I tried to think of other things—of Latasha and Amy, of Kenneth and Maisie, of Rob . . . but my mind kept returning to Wes. Had he felt this scared, this trapped, while he was waiting for his results?

For the first time in my life, I saw my brother in a new light. I’d been living in terror of Gaspereau for just over an hour. Did he live with this same fear every day? Was he afraid his schizophrenia could take over—
would
take over—were it not for his daily medication regime? Did he wonder what it might make him do next? Did he second-guess every thought, wondering if it was a creation of his own mind—or a lie told to him by the disease?

I hadn’t prayed in years, but I was desperate. “Please don’t let me be infected, please don’t let me be infected,” I muttered, just on the off chance that I had gotten it all wrong—that there was a God after all, and he would choose to answer my prayers. Had Wes prayed this same prayer when he was in the psych hospital for the first time, awaiting diagnosis? How, then, did he still believe in God? What kind of God would let this happen?

And what kind of sister would leave her brother to this fate?

The thought came unbidden into my mind, driving in the truth with the force of a sledgehammer. I knew he’d been right, back in our parents’ kitchen. He
had
been the only one to defend me. And I had left him to rot.

It had happened ten years ago, but it wasn’t the kind of thing a person could forget.

I was as shy and socially awkward as ever, weighed down with the crazy brother and the house full of rules, when I met Myles. He was everything I was not: popular, outgoing, and attractive. He was the mayor’s son and the captain of the college track and field team. To me, he seemed perfect. And then he somehow noticed me, sitting beside Latasha in a corner at a house party. We danced, and I felt like I was flying. He asked me out to the theater—
the theater
—that weekend. We went for dinner, saw a show, and drank a bottle of the most excellent wine I’d ever tasted. And then we walked.

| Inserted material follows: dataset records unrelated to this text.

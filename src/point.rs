use crate::error::{Result, StrokeError};
use crate::math::Vec2;

/// Relative tolerance when comparing running length against summed distances.
const LENGTH_TOLERANCE: f64 = 1e-6;

/// An input sample annotated by the point preprocessor.
///
/// `vector` is the unit direction from this point back toward its
/// predecessor. At index 0 it is typically copied from index 1.
#[derive(Debug, Clone, Copy, PartialEq)]
pub struct StrokePoint {
    /// Sample position.
    pub point: Vec2,
    /// Pressure in `[0, 1]`.
    pub pressure: f64,
    /// Unit direction toward the previous point.
    pub vector: Vec2,
    /// Distance from the previous point (`0` for the first).
    pub distance: f64,
    /// Cumulative path length from the first point.
    pub running_length: f64,
}

impl StrokePoint {
    /// Creates a new stroke point.
    #[must_use]
    pub fn new(point: Vec2, pressure: f64, vector: Vec2, distance: f64, running_length: f64) -> Self {
        Self {
            point,
            pressure,
            vector,
            distance,
            running_length,
        }
    }
}

/// Checks that `points` satisfy the preprocessor contract.
///
/// Outline generation does not require this and never calls it; it is a
/// debugging aid for preprocessors and tests.
///
/// # Errors
///
/// Returns the first [`StrokeError`] found: a non-finite field, pressure
/// outside `[0, 1]`, a non-zero first distance, a negative distance, or a
/// running length that decreases or drifts from the accumulated distances.
pub fn validate_points(points: &[StrokePoint]) -> Result<()> {
    let mut expected = 0.0;
    let mut previous = 0.0;

    for (index, sp) in points.iter().enumerate() {
        check_finite(index, sp)?;

        if !(0.0..=1.0).contains(&sp.pressure) {
            return Err(StrokeError::PressureOutOfRange {
                index,
                value: sp.pressure,
            });
        }

        if index == 0 {
            if sp.distance.abs() > 0.0 {
                return Err(StrokeError::NonZeroInitialDistance(sp.distance));
            }
        } else if sp.distance < 0.0 {
            return Err(StrokeError::NegativeDistance {
                index,
                value: sp.distance,
            });
        }

        if sp.running_length < previous {
            return Err(StrokeError::DecreasingLength {
                index,
                previous,
                current: sp.running_length,
            });
        }

        expected += sp.distance;
        if (sp.running_length - expected).abs() > LENGTH_TOLERANCE * expected.max(1.0) {
            return Err(StrokeError::LengthMismatch {
                index,
                running_length: sp.running_length,
                expected,
            });
        }
        previous = sp.running_length;
    }

    Ok(())
}

fn check_finite(index: usize, sp: &StrokePoint) -> Result<()> {
    let fields = [
        ("point", sp.point.x.is_finite() && sp.point.y.is_finite()),
        ("pressure", sp.pressure.is_finite()),
        ("distance", sp.distance.is_finite()),
        ("running length", sp.running_length.is_finite()),
    ];
    // The first vector may be a placeholder.
    if index > 0 && !(sp.vector.x.is_finite() && sp.vector.y.is_finite()) {
        return Err(StrokeError::NonFinite {
            index,
            field: "vector",
        });
    }
    match fields.iter().find(|(_, ok)| !ok) {
        Some(&(field, _)) => Err(StrokeError::NonFinite { index, field }),
        None => Ok(()),
    }
}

We ended up in Cranston Park, a beautiful sprawling park with huge leafy maples and oaks and an expansive, manicured lawn. Flowers grew in orderly groupings beside decorative stones, and a white gazebo stood on the edge of a grove of elm trees, where weddings were often held. In the center of the park, a large wading pool attracted scores of toddlers in the summertime, and a nearby playground rang with the laughter and screams of schoolchildren during the day. It was a delightful place.

We sat for what felt like hours on the swings, just talking, trading stories—his were better—and taking drags off his clove-scented Indonesian cigarillos. He hung upside down from the monkey bars to make me laugh and won me over by singing “I am sixteen, going on seventeen” while dancing around the gazebo. It was the most perfect date I’d ever had.

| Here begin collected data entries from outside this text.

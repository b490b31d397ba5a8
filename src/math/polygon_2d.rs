use super::{Vec2, TOLERANCE};

/// Computes the signed area of a closed polygon (shoelace formula).
///
/// Positive for counter-clockwise, negative for clockwise (y-up frame).
#[must_use]
pub fn signed_area(points: &[Vec2]) -> f64 {
    let n = points.len();
    if n < 3 {
        return 0.0;
    }
    let mut sum = 0.0;
    for i in 0..n {
        let j = (i + 1) % n;
        sum += points[i].x * points[j].y - points[j].x * points[i].y;
    }
    sum * 0.5
}

/// Bounded segment-segment intersection.
///
/// Returns `(t, u)`, the parameters on `a0→a1` and `b0→b1`, when the segments
/// meet. Parallel segments report no intersection.
#[must_use]
pub fn segment_intersection(a0: &Vec2, a1: &Vec2, b0: &Vec2, b1: &Vec2) -> Option<(f64, f64)> {
    let da = a1 - a0;
    let db = b1 - b0;

    let cross = da.x * db.y - da.y * db.x;
    if cross.abs() < TOLERANCE {
        return None;
    }

    let dx = b0.x - a0.x;
    let dy = b0.y - a0.y;
    let t = (dx * db.y - dy * db.x) / cross;
    let u = (dx * da.y - dy * da.x) / cross;

    // Endpoints count as touching.
    let eps = TOLERANCE;
    if t >= -eps && t <= 1.0 + eps && u >= -eps && u <= 1.0 + eps {
        Some((t.clamp(0.0, 1.0), u.clamp(0.0, 1.0)))
    } else {
        None
    }
}

/// Returns `true` if the segments cross at a point interior to both.
///
/// Shared endpoints, as between consecutive polygon edges, do not count.
#[must_use]
pub fn segments_cross(a0: &Vec2, a1: &Vec2, b0: &Vec2, b1: &Vec2) -> bool {
    const INTERIOR: f64 = 1e-9;
    segment_intersection(a0, a1, b0, b1).is_some_and(|(t, u)| {
        t > INTERIOR && t < 1.0 - INTERIOR && u > INTERIOR && u < 1.0 - INTERIOR
    })
}

/// Finds the first pair of non-adjacent edges of an open polyline that cross.
///
/// Returns the indices of the two edges' start vertices.
#[must_use]
pub fn first_self_crossing(points: &[Vec2]) -> Option<(usize, usize)> {
    let n = points.len();
    for i in 0..n.saturating_sub(1) {
        for j in (i + 2)..n.saturating_sub(1) {
            if segments_cross(&points[i], &points[i + 1], &points[j], &points[j + 1]) {
                return Some((i, j));
            }
        }
    }
    None
}
use super::Vec2;

/// Negates a vector.
#[inline]
#[must_use]
pub fn neg(a: &Vec2) -> Vec2 {
    -a
}

/// Adds two vectors.
#[inline]
#[must_use]
pub fn add(a: &Vec2, b: &Vec2) -> Vec2 {
    a + b
}

/// Adds two vectors into `out`.
#[inline]
pub fn add_into<'a>(out: &'a mut Vec2, a: &Vec2, b: &Vec2) -> &'a mut Vec2 {
    out.x = a.x + b.x;
    out.y = a.y + b.y;
    out
}

/// Subtracts `b` from `a`.
#[inline]
#[must_use]
pub fn sub(a: &Vec2, b: &Vec2) -> Vec2 {
    a - b
}

/// Subtracts `b` from `a` into `out`.
#[inline]
pub fn sub_into<'a>(out: &'a mut Vec2, a: &Vec2, b: &Vec2) -> &'a mut Vec2 {
    out.x = a.x - b.x;
    out.y = a.y - b.y;
    out
}

/// Multiplies a vector by a scalar.
#[inline]
#[must_use]
pub fn mul(a: &Vec2, n: f64) -> Vec2 {
    a * n
}

/// Multiplies a vector by a scalar into `out`.
#[inline]
pub fn mul_into<'a>(out: &'a mut Vec2, a: &Vec2, n: f64) -> &'a mut Vec2 {
    out.x = a.x * n;
    out.y = a.y * n;
    out
}

/// Divides a vector by a scalar.
#[inline]
#[must_use]
pub fn div(a: &Vec2, n: f64) -> Vec2 {
    a / n
}

/// Perpendicular rotation: `(x, y) -> (y, -x)`.
#[inline]
#[must_use]
pub fn per(a: &Vec2) -> Vec2 {
    Vec2::new(a.y, -a.x)
}

/// Perpendicular rotation into `out`.
#[inline]
pub fn per_into<'a>(out: &'a mut Vec2, a: &Vec2) -> &'a mut Vec2 {
    out.x = a.y;
    out.y = -a.x;
    out
}

/// Dot product.
#[inline]
#[must_use]
pub fn dpr(a: &Vec2, b: &Vec2) -> f64 {
    a.dot(b)
}

/// Exact component-wise equality.
#[inline]
#[must_use]
#[allow(clippy::float_cmp)]
pub fn is_equal(a: &Vec2, b: &Vec2) -> bool {
    a.x == b.x && a.y == b.y
}

/// Length of a vector.
#[inline]
#[must_use]
pub fn len(a: &Vec2) -> f64 {
    a.x.hypot(a.y)
}

/// Squared length of a vector.
#[inline]
#[must_use]
pub fn len2(a: &Vec2) -> f64 {
    a.norm_squared()
}

/// Distance between two points.
#[inline]
#[must_use]
pub fn dist(a: &Vec2, b: &Vec2) -> f64 {
    (a.y - b.y).hypot(a.x - b.x)
}

/// Squared distance between two points.
#[inline]
#[must_use]
pub fn dist2(a: &Vec2, b: &Vec2) -> f64 {
    let dx = a.x - b.x;
    let dy = a.y - b.y;
    dx * dx + dy * dy
}

/// Unit vector in the direction of `a`.
///
/// A zero-length input yields non-finite components. Callers are expected
/// to deduplicate coincident points before normalizing.
#[inline]
#[must_use]
pub fn uni(a: &Vec2) -> Vec2 {
    div(a, len(a))
}

/// Midpoint of two vectors.
#[inline]
#[must_use]
pub fn med(a: &Vec2, b: &Vec2) -> Vec2 {
    mul(&add(a, b), 0.5)
}

/// Rotates `a` around the pivot `c` by `r` radians (counter-clockwise in a
/// y-up frame).
#[inline]
#[must_use]
pub fn rot_around(a: &Vec2, c: &Vec2, r: f64) -> Vec2 {
    let mut out = Vec2::zeros();
    rot_around_into(&mut out, a, c, r);
    out
}

/// Rotates `a` around the pivot `c` by `r` radians into `out`.
#[inline]
pub fn rot_around_into<'a>(out: &'a mut Vec2, a: &Vec2, c: &Vec2, r: f64) -> &'a mut Vec2 {
    let (s, co) = r.sin_cos();

    let px = a.x - c.x;
    let py = a.y - c.y;

    out.x = px * co - py * s + c.x;
    out.y = px * s + py * co + c.y;
    out
}

/// Linear interpolation from `a` to `b` by an unclamped `t`.
#[inline]
#[must_use]
pub fn lrp(a: &Vec2, b: &Vec2, t: f64) -> Vec2 {
    add(a, &mul(&sub(b, a), t))
}

/// Linear interpolation from `a` to `b` into `out`.
#[inline]
pub fn lrp_into<'a>(out: &'a mut Vec2, a: &Vec2, b: &Vec2, t: f64) -> &'a mut Vec2 {
    out.x = a.x + (b.x - a.x) * t;
    out.y = a.y + (b.y - a.y) * t;
    out
}

/// Projects point `a` along direction `b` by scalar `c`.
#[inline]
#[must_use]
pub fn prj(a: &Vec2, b: &Vec2, c: f64) -> Vec2 {
    add(a, &mul(b, c))
}

/// Projects point `a` along direction `b` by scalar `c` into `out`.
#[inline]
pub fn prj_into<'a>(out: &'a mut Vec2, a: &Vec2, b: &Vec2, c: f64) -> &'a mut Vec2 {
    out.x = a.x + b.x * c;
    out.y = a.y + b.y * c;
    out
}

#[cfg(test)]
#[allow(clippy::unwrap_used)]
mod tests {
    use std::f64::consts::{FRAC_PI_2, PI};

    use approx::{assert_abs_diff_eq, assert_relative_eq};

    use super::*;

    const TOL: f64 = 1e-12;

    #[test]
    fn perpendicular_is_clockwise_quarter_turn() {
        assert_eq!(per(&Vec2::new(1.0, 0.0)), Vec2::new(0.0, -1.0));
        assert_eq!(per(&Vec2::new(0.0, 1.0)), Vec2::new(1.0, 0.0));
        assert_abs_diff_eq!(dpr(&Vec2::new(3.0, 4.0), &per(&Vec2::new(3.0, 4.0))), 0.0);
    }

    #[test]
    fn into_variants_match_pure_variants() {
        let a = Vec2::new(1.5, -2.0);
        let b = Vec2::new(-0.25, 4.0);
        let c = Vec2::new(10.0, 10.0);
        let mut out = Vec2::zeros();

        assert_eq!(*add_into(&mut out, &a, &b), add(&a, &b));
        assert_eq!(*sub_into(&mut out, &a, &b), sub(&a, &b));
        assert_eq!(*mul_into(&mut out, &a, 3.0), mul(&a, 3.0));
        assert_eq!(*per_into(&mut out, &a), per(&a));
        assert_eq!(*lrp_into(&mut out, &a, &b, 0.3), lrp(&a, &b, 0.3));
        assert_eq!(*prj_into(&mut out, &a, &b, -2.0), prj(&a, &b, -2.0));
        assert_eq!(*rot_around_into(&mut out, &a, &c, 1.1), rot_around(&a, &c, 1.1));
    }

    #[test]
    fn lengths_and_distances() {
        let a = Vec2::new(3.0, 4.0);
        assert_relative_eq!(len(&a), 5.0);
        assert_relative_eq!(len2(&a), 25.0);
        assert_relative_eq!(dist(&a, &Vec2::new(0.0, 0.0)), 5.0);
        assert_relative_eq!(dist2(&a, &Vec2::new(1.0, 1.0)), 13.0);
        assert_relative_eq!(len(&uni(&a)), 1.0, epsilon = TOL);
    }

    #[test]
    fn normalizing_zero_vector_is_not_finite() {
        let u = uni(&Vec2::zeros());
        assert!(!u.x.is_finite());
        assert!(!u.y.is_finite());
    }

    #[test]
    fn rotation_around_pivot() {
        let c = Vec2::new(1.0, 1.0);
        let p = rot_around(&Vec2::new(2.0, 1.0), &c, FRAC_PI_2);
        assert_relative_eq!(p, Vec2::new(1.0, 2.0), epsilon = TOL);

        let q = rot_around(&Vec2::new(2.0, 1.0), &c, PI);
        assert_relative_eq!(q, Vec2::new(0.0, 1.0), epsilon = TOL);
        assert_relative_eq!(dist(&q, &c), 1.0, epsilon = TOL);
    }

    #[test]
    fn interpolation_is_unclamped() {
        let a = Vec2::new(0.0, 0.0);
        let b = Vec2::new(2.0, 4.0);
        assert_eq!(lrp(&a, &b, 0.0), a);
        assert_eq!(lrp(&a, &b, 1.0), b);
        assert_eq!(lrp(&a, &b, 1.5), Vec2::new(3.0, 6.0));
        assert_eq!(lrp(&a, &b, -0.5), Vec2::new(-1.0, -2.0));
    }

    #[test]
    fn midpoint_negation_and_equality() {
        let a = Vec2::new(1.0, 2.0);
        let b = Vec2::new(3.0, -2.0);
        assert_eq!(med(&a, &b), Vec2::new(2.0, 0.0));
        assert_eq!(neg(&a), Vec2::new(-1.0, -2.0));
        assert!(is_equal(&a, &Vec2::new(1.0, 2.0)));
        assert!(!is_equal(&a, &b));
        assert_eq!(div(&b, 2.0), Vec2::new(1.5, -1.0));
    }
}
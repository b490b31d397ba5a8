use thiserror::Error;

/// Errors reported when stroke points break the preprocessor contract.
///
/// Outline generation itself never fails; these are only produced by
/// [`validate_points`](crate::point::validate_points).
#[derive(Debug, Clone, PartialEq, Error)]
pub enum StrokeError {
    #[error("point {index} has a non-finite {field}")]
    NonFinite { index: usize, field: &'static str },

    #[error("pressure {value} at point {index} is out of range [0, 1]")]
    PressureOutOfRange { index: usize, value: f64 },

    #[error("first point must have zero distance, got {0}")]
    NonZeroInitialDistance(f64),

    #[error("negative distance {value} at point {index}")]
    NegativeDistance { index: usize, value: f64 },

    #[error("running length decreases at point {index}: {previous} -> {current}")]
    DecreasingLength {
        index: usize,
        previous: f64,
        current: f64,
    },

    #[error("running length {running_length} at point {index} does not match accumulated distance {expected}")]
    LengthMismatch {
        index: usize,
        running_length: f64,
        expected: f64,
    },
}

/// Convenience type alias for results using [`StrokeError`].
pub type Result<T> = std::result::Result<T, StrokeError>;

And then, his cheeks dimpling irresistibly, Myles asked if I wanted to take a swim. It had been a hot day, and the water in the wading pool was warm. We ran and splashed and laughed, and the wine and the cigarillos went to my head and I felt faint with life and love. Then he kissed me, and at first it was so tender, so slow, I felt I might melt into him. He laid me down in the shallow water and put his arm underneath my head to hold it just enough out of the water so I could breathe between kisses.

And then he raped me.

He started out gentle, but the water had cleared my head, and it was only our first date, and I had rules about such things. I said “No,” lightly at first, not wanting to offend or upset him after such a perfect evening. But he persisted, and so I said “No” louder and more forcefully. And when I tried to get up, he became angry, ugly, and petulant. He let my head drop so that it cracked against the concrete bottom of the wading pool and I saw stars and struggled to lift my head out of water, gasping for breath. “C’mon, Clare, you owe me this. Stay still—and
quiet
—or I’ll hold you under until I’m done,” he grunted into my ear, and I panicked and swallowed a mouthful of water. I coughed and choked in his face, but he wasn’t holding my head up anymore, and my neck ached with the effort. Finally I took a deep breath and let my head rest on the bottom of the pool to give my muscles a break. I could feel him inside me, and I just prayed that he would hurry up so I could breathe again.